Collected data entries:

//! semsearch embedding integration
//!
//! The `Embedder` capability consumed by the engine, an Ollama HTTP adapter,
//! and the bounded retrying pool every embedding call goes through.

mod embedder;
mod ollama;
mod pool;
mod retry;
mod types;

pub use embedder::{EmbedError, Embedder};
pub use ollama::OllamaEmbedder;
pub use pool::{EmbedPool, Embedded, PoolError};
pub use retry::RetryPolicy;
pub use types::{EmbedRequest, EmbedResponse};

# Your assignment:
The word is "types". Copy every line above where it appears.

# Expected output:
mod types;
pub use types::{EmbedRequest, EmbedResponse};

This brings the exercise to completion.